We in Ireland have had several fairly unique tax exemptions. Back in the era of real hardship – synonymous with the pre-Lemass/Whitaker era before 1960, when the country was literally bleeding to death – farmers, the chief bred-in-the-bone source of the country’s modest wealth, were by and large free from tax. It was meagre income/ meagre capital allowances, rather than any special treatment. Nevertheless, after EU membership, when farmers at last had some income thanks to Europe’s CAP, the perceived favourable tax treatment of farmers generated some resentment and criticism from urban taxpayers.

When at last the country began to develop a significant manufacturing base, via for the most part FDI, exported manufactured goods earned a tax exemption. This survived and morphed into a generalised zero taxation rate for manufactures, making Ireland a desirable place for foreign investment. There is little doubt that this favourable tax regime, ably promoted by Ireland’s Industrial Development Authority, helped the successful development of the Irish economy from the mid – seventies on.

This very success eventually prompted attacks from the European Commission and several member states, seeking to end the exemption on the grounds that it gave Ireland an unfair advantage in attracting foreign investment. Perhaps, but then Ireland already has significant strikes against, in the form of geographical peripherality and the extra costs of bringing goods to market.
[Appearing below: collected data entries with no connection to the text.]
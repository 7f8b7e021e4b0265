//! Local HTTP server for tests of the real network clients.

use std::net::SocketAddr;

use axum::Router;

/// Serve `app` on an ephemeral localhost port.
pub async fn serve(app: Router) -> SocketAddr {
    let listener = tokio::net::TcpListener::bind("127.0.0.1:0").await.unwrap();
    let addr = listener.local_addr().unwrap();
    tokio::spawn(async move {
        axum::serve(listener, app).await.unwrap();
    });
    addr
}
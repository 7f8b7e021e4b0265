//! Process registry and the collaborators processes run against.

pub mod inputs;
pub mod spatial_weighted_average;
pub mod subset_polygon;

use std::path::Path;
use std::sync::Arc;

use async_trait::async_trait;
use wps_protocol::{ComplexOutputDescription, ExecuteRequest, Format, ProcessDescription};

use crate::compute::GeoCompute;
use crate::context::RequestContext;
use crate::error::ProcessResult;
use crate::geometry::FeatureService;
use crate::materialize::ResourceMaterializer;
use crate::outputs::{OutputLocator, ProcessOutputs};

pub use spatial_weighted_average::SpatialWeightedAverage;
pub use subset_polygon::SubsetPolygon;

/// Identifier of the single output both processes produce.
pub const OUTPUT_NETCDF: &str = "output_netcdf";

/// External collaborators available to a process.
pub struct ProcessEnv {
    pub features: Arc<dyn FeatureService>,
    pub materializer: ResourceMaterializer,
    pub compute: Arc<dyn GeoCompute>,
    pub outputs: OutputLocator,
}

/// A process that can be executed through the WPS endpoint.
#[async_trait]
pub trait Process: Send + Sync {
    fn description(&self) -> &ProcessDescription;

    fn identifier(&self) -> &str {
        &self.description().identifier
    }

    async fn execute(
        &self,
        ctx: &RequestContext,
        request: &ExecuteRequest,
        env: &ProcessEnv,
    ) -> ProcessResult<ProcessOutputs>;
}

/// The NetCDF by-reference output declaration.
pub(crate) fn netcdf_output() -> ComplexOutputDescription {
    ComplexOutputDescription::by_reference(OUTPUT_NETCDF, "Output NetCDF", Format::netcdf())
}

/// Create the directory an output file is written into.
pub(crate) async fn ensure_parent(path: &Path) -> std::io::Result<()> {
    match path.parent() {
        Some(parent) => tokio::fs::create_dir_all(parent).await,
        None => Ok(()),
    }
}

/// Registered processes, in offering order.
#[derive(Clone, Default)]
pub struct ProcessRegistry {
    processes: Vec<Arc<dyn Process>>,
}

impl ProcessRegistry {
    pub fn new() -> Self {
        Self::default()
    }

    /// Registry with every process this service offers.
    pub fn standard() -> Self {
        Self::new()
            .with(SpatialWeightedAverage::new())
            .with(SubsetPolygon::new())
    }

    pub fn with(mut self, process: impl Process + 'static) -> Self {
        self.processes.push(Arc::new(process));
        self
    }

    pub fn get(&self, identifier: &str) -> Option<Arc<dyn Process>> {
        self.processes
            .iter()
            .find(|p| p.identifier() == identifier)
            .cloned()
    }

    pub fn descriptions(&self) -> Vec<ProcessDescription> {
        self.processes
            .iter()
            .map(|p| p.description().clone())
            .collect()
    }

    pub fn identifiers(&self) -> Vec<&str> {
        self.processes.iter().map(|p| p.identifier()).collect()
    }
}

#[cfg(test)]
pub(crate) mod test_support {
    use std::path::{Path, PathBuf};
    use std::sync::Mutex;

    use super::*;
    use crate::compute::Operation;
    use crate::download::{DownloadError, Downloader};
    use crate::error::ProcessError;
    use crate::geometry::{FeatureGeometry, Geometry};
    use crate::materialize::{DatasetProbe, OpenError};
    use crate::outputs::OutputNaming;

    #[derive(Default)]
    pub struct RecordingFeatures {
        pub calls: Mutex<Vec<(String, Vec<String>)>>,
    }

    #[async_trait]
    impl FeatureService for RecordingFeatures {
        async fn fetch_geometry(
            &self,
            _ctx: &RequestContext,
            typename: &str,
            feature_ids: &[String],
        ) -> ProcessResult<FeatureGeometry> {
            self.calls
                .lock()
                .unwrap()
                .push((typename.to_string(), feature_ids.to_vec()));
            Ok(FeatureGeometry {
                geometry: Geometry::Polygon {
                    coordinates: vec![vec![vec![0.0, 0.0], vec![1.0, 0.0], vec![0.0, 0.0]]],
                },
                crs: None,
                feature_ids: feature_ids.to_vec(),
            })
        }
    }

    #[derive(Default)]
    pub struct RecordingCompute {
        pub calls: Mutex<Vec<(Operation, String, PathBuf)>>,
    }

    #[async_trait]
    impl GeoCompute for RecordingCompute {
        async fn run(
            &self,
            _ctx: &RequestContext,
            operation: Operation,
            input: &str,
            output: &Path,
            _geometry: &FeatureGeometry,
        ) -> ProcessResult<()> {
            self.calls
                .lock()
                .unwrap()
                .push((operation, input.to_string(), output.to_path_buf()));
            Ok(())
        }
    }

    /// Probe that only opens local paths.
    pub struct LocalOnlyProbe;

    #[async_trait]
    impl DatasetProbe for LocalOnlyProbe {
        async fn open(&self, resource: &str) -> Result<(), OpenError> {
            if resource.starts_with('/') {
                Ok(())
            } else {
                Err(OpenError::Failed("NetCDF: DAP failure".to_string()))
            }
        }
    }

    #[derive(Default)]
    pub struct RecordingDownloader {
        pub calls: Mutex<Vec<String>>,
    }

    #[async_trait]
    impl Downloader for RecordingDownloader {
        async fn download(&self, url: &str, _target: &Path) -> Result<u64, DownloadError> {
            self.calls.lock().unwrap().push(url.to_string());
            Ok(0)
        }
    }

    pub struct Fixture {
        pub features: Arc<RecordingFeatures>,
        pub compute: Arc<RecordingCompute>,
        pub downloader: Arc<RecordingDownloader>,
        pub env: ProcessEnv,
    }

    pub fn fixture(output_root: &Path, scratch: &Path) -> Fixture {
        let features = Arc::new(RecordingFeatures::default());
        let compute = Arc::new(RecordingCompute::default());
        let downloader = Arc::new(RecordingDownloader::default());
        let env = ProcessEnv {
            features: features.clone(),
            materializer: ResourceMaterializer::new(
                Arc::new(LocalOnlyProbe),
                downloader.clone(),
                scratch,
            ),
            compute: compute.clone(),
            outputs: OutputLocator::new(
                output_root,
                "http://localhost:8094/outputs",
                OutputNaming::Deterministic,
            ),
        };
        Fixture {
            features,
            compute,
            downloader,
            env,
        }
    }

    pub fn execute_request(identifier: &str, data_inputs: &str) -> ExecuteRequest {
        ExecuteRequest {
            identifier: identifier.to_string(),
            inputs: wps_protocol::request::parse_data_inputs(data_inputs).unwrap(),
            store_execute_response: false,
            status: false,
        }
    }

    pub fn missing(err: &ProcessError) -> Option<&str> {
        match err {
            ProcessError::MissingInput(name) => Some(name),
            _ => None,
        }
    }
}

#[cfg(test)]
mod tests {
    use super::*;

    #[test]
    fn test_standard_registry() {
        let registry = ProcessRegistry::standard();

        assert_eq!(
            registry.identifiers(),
            vec!["spatial_weighted_average", "subset_polygon"]
        );
        assert!(registry.get("subset_polygon").is_some());
        assert!(registry.get("getpoint").is_none());
    }

    #[test]
    fn test_descriptions_declare_netcdf_output() {
        for description in ProcessRegistry::standard().descriptions() {
            let output = description.output(OUTPUT_NETCDF).unwrap();
            assert!(output.as_reference);
            assert_eq!(output.default_format().unwrap(), &Format::netcdf());
            assert!(description.store_supported);
            assert!(description.status_supported);
            assert_eq!(description.inputs.len(), 3);
        }
    }
}
//! Single-attempt HTTP download of remote datasets.
//!
//! Used by the resource materializer when a dataset cannot be opened in
//! place. The body is streamed into `<target>.partial` and renamed once
//! complete, so a failed transfer never leaves a file at the target path.

use std::path::{Path, PathBuf};
use std::time::Duration;

use async_trait::async_trait;
use futures::StreamExt;
use reqwest::{Client, StatusCode};
use thiserror::Error;
use tokio::fs::{self, File};
use tokio::io::AsyncWriteExt;
use tracing::{info, instrument};

/// Download failures, classified so authorization can be told apart.
#[derive(Debug, Error)]
pub enum DownloadError {
    /// The server answered 401 or 403.
    #[error("access denied (HTTP {0})")]
    Unauthorized(u16),

    /// Any other non-success status.
    #[error("HTTP error: {0}")]
    Status(u16),

    /// Connection, timeout or body read failure.
    #[error("transfer failed: {0}")]
    Transport(String),

    /// The resource is not an HTTP(S) URL.
    #[error("cannot download '{0}': not an http(s) URL")]
    UnsupportedSource(String),

    #[error("I/O error: {0}")]
    Io(#[from] std::io::Error),
}

impl From<reqwest::Error> for DownloadError {
    fn from(err: reqwest::Error) -> Self {
        DownloadError::Transport(err.to_string())
    }
}

/// Classify an HTTP status of a download response.
pub fn classify_status(status: StatusCode) -> Result<(), DownloadError> {
    if status.is_success() {
        Ok(())
    } else if status == StatusCode::UNAUTHORIZED || status == StatusCode::FORBIDDEN {
        Err(DownloadError::Unauthorized(status.as_u16()))
    } else {
        Err(DownloadError::Status(status.as_u16()))
    }
}

/// Fetches a remote resource into a local file.
#[async_trait]
pub trait Downloader: Send + Sync {
    /// Download `url` to `target`, returning the number of bytes written.
    async fn download(&self, url: &str, target: &Path) -> Result<u64, DownloadError>;
}

/// Configuration for the HTTP downloader.
#[derive(Debug, Clone)]
pub struct DownloadConfig {
    /// Whole-request timeout
    pub request_timeout: Duration,
    /// Connection establishment timeout
    pub connect_timeout: Duration,
}

impl Default for DownloadConfig {
    fn default() -> Self {
        Self {
            request_timeout: Duration::from_secs(600), // 10 minutes
            connect_timeout: Duration::from_secs(30),
        }
    }
}

/// `reqwest`-backed downloader.
pub struct HttpDownloader {
    client: Client,
}

impl HttpDownloader {
    /// Create a downloader with the given timeouts.
    pub fn new(config: &DownloadConfig) -> anyhow::Result<Self> {
        let client = Client::builder()
            .timeout(config.request_timeout)
            .connect_timeout(config.connect_timeout)
            .tcp_nodelay(true)
            .build()?;
        Ok(Self { client })
    }
}

fn partial_path(target: &Path) -> PathBuf {
    let mut name = target.as_os_str().to_owned();
    name.push(".partial");
    PathBuf::from(name)
}

/// Stream a response body into `path`, returning the number of bytes written.
async fn write_body(response: reqwest::Response, path: &Path) -> Result<u64, DownloadError> {
    let mut file = File::create(path).await?;
    let mut stream = response.bytes_stream();
    let mut written = 0u64;

    while let Some(chunk) = stream.next().await {
        let chunk = chunk?;
        file.write_all(&chunk).await?;
        written += chunk.len() as u64;
    }

    file.flush().await?;
    file.sync_all().await?;
    Ok(written)
}

#[async_trait]
impl Downloader for HttpDownloader {
    #[instrument(skip(self, target), fields(path = %target.display()))]
    async fn download(&self, url: &str, target: &Path) -> Result<u64, DownloadError> {
        if !(url.starts_with("http://") || url.starts_with("https://")) {
            return Err(DownloadError::UnsupportedSource(url.to_string()));
        }

        if let Some(parent) = target.parent() {
            fs::create_dir_all(parent).await?;
        }

        let response = self.client.get(url).send().await?;
        classify_status(response.status())?;

        let temp_path = partial_path(target);
        let written = match write_body(response, &temp_path).await {
            Ok(written) => written,
            Err(e) => {
                fs::remove_file(&temp_path).await.ok();
                return Err(e);
            }
        };

        if let Err(e) = fs::rename(&temp_path, target).await {
            fs::remove_file(&temp_path).await.ok();
            return Err(e.into());
        }

        info!(url = %url, bytes = written, "Download completed");
        Ok(written)
    }
}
The battle with the Commission is ongoing and has seen grudging acceptance – on both sides – of a modified tax rate of 12.5% on manufactures. When Ireland went broke several years ago there were fears that Europe would keep the plug pulled unless the favourable rate was abandoned but this threat did not materialise. The pressure, however, continues, with the strongest argument for abolition the fact that many large multinationals use their Irish branch to launder profits to avail of the preferential tax rate. The counter argument is that the multinationals will simply find somewhere else equally or more accommodating.

One unique and enduring Irish taxation measure HAS captured the imagination and attracted much international interest. In introducing the Irish budget in 1969 the then Irish Finance Minister, Charlie Haughey drew “particular attention to Section 2 which deals with the exemption from income tax of earnings of writers, composers, sculptors and painters”. Whatever else he will be remembered for, Haughey will be forever associated with this measure. As anyone with experience in government will testify, most legislation, particularly involving changes in taxation, emerges after a gestation period of debate and consideration, sometimes public, sometimes internal. Section Two of 1969, however, appears to have come out of left field and indeed it’s difficult to conceive of another Irish politician coming up with the idea.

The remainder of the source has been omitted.